Units are also classified into various types such as C.G.S, M.K.S, F.P.S, etc. CGS is for a small unit and mks are for larger.

**Unit of Mass**: In SI system the unit of mass is Kilogram (Kg). One kg is defined as the mass of a particular solid cylinder of platinum-iridium alloy kept at Sevres. To measure the large masses we used tonne. In c.g.s and f.p.s system, the unit of mass is gram and pound respectively.

1 tonne is equal to 10^{3}kg.

**Unit of Time**: In SI system the unit of time is second. It is represented by small later “s”. Previously it was defined as the 1/86400th part of a mean solar day.
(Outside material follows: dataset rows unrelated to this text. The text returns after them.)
//! Reprocessing Coordinator.
//!
//! Repairs claims that exist on the ledger but were never validated by the
//! pinning service. Replays the stored identity fields; nothing is uploaded or
//! burned again.

use std::sync::Arc;

use tracing::{debug, info, instrument};

use pinclaim_core::error::{PinClaimError, Result};
use pinclaim_core::traits::PinningService;
use pinclaim_core::types::{ClaimSubmission, ClaimValidity, RawClaim};

use crate::flags::require_cid;

/// Lists unprocessed claims and resubmits them one CID at a time.
#[derive(Clone)]
pub struct ReprocessingCoordinator {
    service: Arc<dyn PinningService>,
}

impl ReprocessingCoordinator {
    /// Creates a coordinator over the given pinning service.
    pub fn new(service: Arc<dyn PinningService>) -> Self {
        Self { service }
    }

    /// Returns every record whose validity is still undetermined.
    #[instrument(skip(self))]
    pub async fn list_unprocessed(&self) -> Result<Vec<RawClaim>> {
        let claims: Vec<RawClaim> = self
            .service
            .list_unprocessed()
            .await?
            .into_iter()
            .filter(|c| c.valid_claim.is_unprocessed())
            .collect();

        debug!(count = claims.len(), "Listed unprocessed claims");
        Ok(claims)
    }

    /// Resubmits the stored claim for `cid` and returns what was posted.
    #[instrument(skip(self))]
    pub async fn reprocess(&self, cid: &str) -> Result<ClaimSubmission> {
        require_cid(cid)?;

        let raw = self.service.get_claim(cid).await?;
        match raw.valid_claim {
            ClaimValidity::Unvalidated => {}
            ClaimValidity::Valid => return Err(already_validated(cid, true)),
            ClaimValidity::Invalid => return Err(already_validated(cid, false)),
        }

        let submission = ClaimSubmission::from_raw(&raw)?;
        self.service.submit_claim(&submission).await?;

        info!(claim_txid = %submission.claim_txid, "Claim resubmitted");
        Ok(submission)
    }
}

fn already_validated(cid: &str, valid: bool) -> PinClaimError {
    PinClaimError::AlreadyValidated {
        cid: cid.to_string(),
        valid,
    }
}

#[cfg(test)]
mod tests {
    use super::*;
    use pinclaim_service::MemoryPinService;

    use crate::testing::confirmed_claim;

    fn pending_pair() -> Arc<MemoryPinService> {
        Arc::new(MemoryPinService::with_claims([
            confirmed_claim("bafy-one", 1_700_000_000),
            confirmed_claim("bafy-two", 1_700_000_100),
        ]))
    }

    #[tokio::test]
    async fn test_resubmitting_one_leaves_the_other_pending() {
        let service = pending_pair();
        let coordinator = ReprocessingCoordinator::new(service.clone());

        assert_eq!(coordinator.list_unprocessed().await.unwrap().len(), 2);

        let submission = coordinator.reprocess("bafy-one").await.unwrap();
        assert_eq!(submission.proof_of_burn_txid, "pob-bafy-one");
        assert_eq!(submission.claim_txid, "claim-bafy-one");
        assert_eq!(submission.filename, "report.pdf");

        let submitted = service.submissions();
        assert_eq!(submitted.len(), 1);
        assert_eq!(submitted[0].cid, "bafy-one");

        let other = service.claim("bafy-two").unwrap();
        assert_eq!(other, confirmed_claim("bafy-two", 1_700_000_100));
        assert_eq!(other.valid_claim, ClaimValidity::Unvalidated);
    }

    #[tokio::test]
    async fn test_listing_skips_resolved_records() {
        let service = pending_pair();
        service.set_validity("bafy-two", ClaimValidity::Valid).unwrap();

        let cids: Vec<_> = ReprocessingCoordinator::new(service)
            .list_unprocessed()
            .await
            .unwrap()
            .into_iter()
            .filter_map(|c| c.cid)
            .collect();
        assert_eq!(cids, vec!["bafy-one"]);
    }

    #[tokio::test]
    async fn test_validated_claim_is_refused() {
        let service = pending_pair();
        service.set_validity("bafy-one", ClaimValidity::Invalid).unwrap();
        let coordinator = ReprocessingCoordinator::new(service.clone());

        let err = coordinator.reprocess("bafy-one").await.unwrap_err();
        assert!(matches!(err, PinClaimError::AlreadyValidated { valid: false, .. }));
        assert!(service.submissions().is_empty());
    }

    #[tokio::test]
    async fn test_incomplete_record_is_not_posted() {
        let mut claim = confirmed_claim("bafy", 1_700_000_000);
        claim.address = None;
        let service = Arc::new(MemoryPinService::with_claims([claim]));

        let err = ReprocessingCoordinator::new(service.clone())
            .reprocess("bafy")
            .await
            .unwrap_err();
        assert!(matches!(err, PinClaimError::IncompleteRecord { field: "address", .. }));
        assert!(service.submissions().is_empty());
    }

    #[tokio::test]
    async fn test_service_rejection_propagates() {
        let service = pending_pair();
        service.reject_next_submission("claim transaction not found");

        let err = ReprocessingCoordinator::new(service)
            .reprocess("bafy-one")
            .await
            .unwrap_err();
        assert_eq!(err.to_string(), "claim transaction not found");
    }

    #[tokio::test]
    async fn test_empty_cid() {
        let coordinator = ReprocessingCoordinator::new(pending_pair());
        assert!(matches!(
            coordinator.reprocess("").await,
            Err(PinClaimError::MissingArgument(_))
        ));
    }
}
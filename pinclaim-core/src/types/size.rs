//! File size conversions used for fee sizing.

use crate::constants::{BYTES_PER_BINARY_MEGABYTE, BYTES_PER_DECIMAL_MEGABYTE};

/// Size of a local file being claimed for the first time (bytes / 1,048,576).
pub fn upload_megabytes(bytes: u64) -> f64 {
    bytes as f64 / BYTES_PER_BINARY_MEGABYTE
}

/// Size of an already stored file being renewed (bytes / 1,000,000).
pub fn renewal_megabytes(bytes: u64) -> f64 {
    bytes as f64 / BYTES_PER_DECIMAL_MEGABYTE
}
But in modern physics, 1 second is redefined as *atomic clock* such as *time is taken to complete 9192631770 periods of transition of the two hyper levels of the ground state of the Caesium 133 atom.*

## Physical Quantities With Their Symbols And Units in SI & c.g.s System

Physical Quantity | Symbol* | Unit in SI | SI Unit Symbol | Unit in c.g.s | c.g.s Unit Symbol |

Length | l | Meter | m | Centimeter | cm |

Mass | M | Kilogram | kg | gram | g |

time | t | Second | s | second | s |

electric current | I | ampere | A | biot | biot |

temperature | T | kelvin | K | kelvin | K |

amount of substance | n | Mole | mol | ||

luminous intensity | I_{v} | Candela | Cd | ||

area | A | square metre | m^{2} | square centimeter | cm^{2} |

volume | V | Cubic meter | m^{3} | Cubic centimeter | cm^{3} |

speed, velocity | v, s | meter/second | m/s | cm/second | cm/sec |

acceleration | a | meter/second^{2} | m/s^{2} | cm/second^{2} | cm/s^{2} |

Angular momentum | L | kg-m^{2}/s | g-cm^{2}/s | ||

Angular speed (or angular velocity) | ω | rad s−1 | – | rad s−1 | – |

Capacitance | C | Farad | F | statfarad | statF |

wavenumber | k | reciprocal metre | m^{-1} | reciprocal cm | cm^{-1} |

Current density | J | ampere/meter^{2} | A/m^{2} | ||

density, mass density | ρ | kg/cubic metre | kg/m^{3} | gram/metre^{3} | g/m^{3} |

Electric charge | Q | coulomb | C | statcoulomb | e.s.u |

Electric potential | V | Volt | V | statVolt | statV |

Electrical resistance | R | ohm | Ω | – | – |

Energy | E | Joule | j | Erg | erg |

Force | F | Newton | N | Dyne | dyn |

Frequency | f | Hertz | Hz | Cycle/sec | |

magnetic field | B | tesla | tesla | gauss | gauss |

refractive index | μ | unit less | – | unit less | – |

Inductance | L | henry | H | abhenry | abH |

Momentum | p | kg-m/s | kg-m/s | g-m/s | g-m/s |

Permeability | μ | henry/meter | H m−1 | abhenry/cm | abH/cm |

Permittivity | ε | farad/meter | C^{2}N^{-1}m^{-2} | ||

plane angle | Θ | radian | rad | – | – |

solid angle | Ω | steradian | sr | – | – |

pressure | P | pascal (N/m^{2}) | Pa | bar | Dyne/cm^{2} |

power | P | watt or (Joule / second) | W | Erg/second | |

Specific heat capacity | c | J kg^{−1} K^{−1} | |||

Wavelength | λ | Meter | m | Centimeter | cm |

Entropy | S | Joule/Kelvin | J K^{−1} | – | – |

dynamic viscosity | Pascal-second | Pa·s | poise or [g/(cm·s)] | P | |

Heat | Q | Joul | J | Erg | erg |

Surface tension | Y | N m^{−1} or J m^{−2} | Dyn cm^{−1}/erg m^{−2} | ||

Chemical potential | μ | Joule/ mol | J mol−1 |

* The bolt symbols represent vector quantities.